Task.
Every record must be copied exactly.

(Dataset entries)
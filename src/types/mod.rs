//! Core data types for the red-black tree
//!
//! ## Types
//!
//! - [`Color`]: Red or Black
//! - [`Dir`]: Left or Right child slot
//! - [`NodeHandle`]: Tree-scoped, generation-checked node reference
//! - [`ExportSlot`] / [`NodeView`]: Breadth-first export items
//! - [`SlotRecord`]: SSZ encoding of one export slot
//! - [`TreeError`] / [`InvariantError`]: Error enums

mod color;
mod error;
mod handle;
mod slot;

// Re-export all types at module level
pub use color::{Color, Dir};
pub use error::{InvariantError, TreeError};
pub use handle::NodeHandle;
pub use slot::{ExportSlot, NodeView, SlotRecord};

Written answer.
filename src/types/mod.rs
//! Core data types for the red-black tree
//!
//! ## Types
//!
//! - [`Color`]: Red or Black
//! - [`Dir`]: Left or Right child slot
//! - [`NodeHandle`]: Tree-scoped, generation-checked node reference
//! - [`ExportSlot`] / [`NodeView`]: Breadth-first export items
//! - [`SlotRecord`]: SSZ encoding of one export slot
//! - [`TreeError`] / [`InvariantError`]: Error enums

mod color;
mod error;
mod handle;
mod slot;

// Re-export all types at module level
pub use color::{Color, Dir};
pub use error::{InvariantError, TreeError};
pub use handle::NodeHandle;
pub use slot::{ExportSlot, NodeView, SlotRecord};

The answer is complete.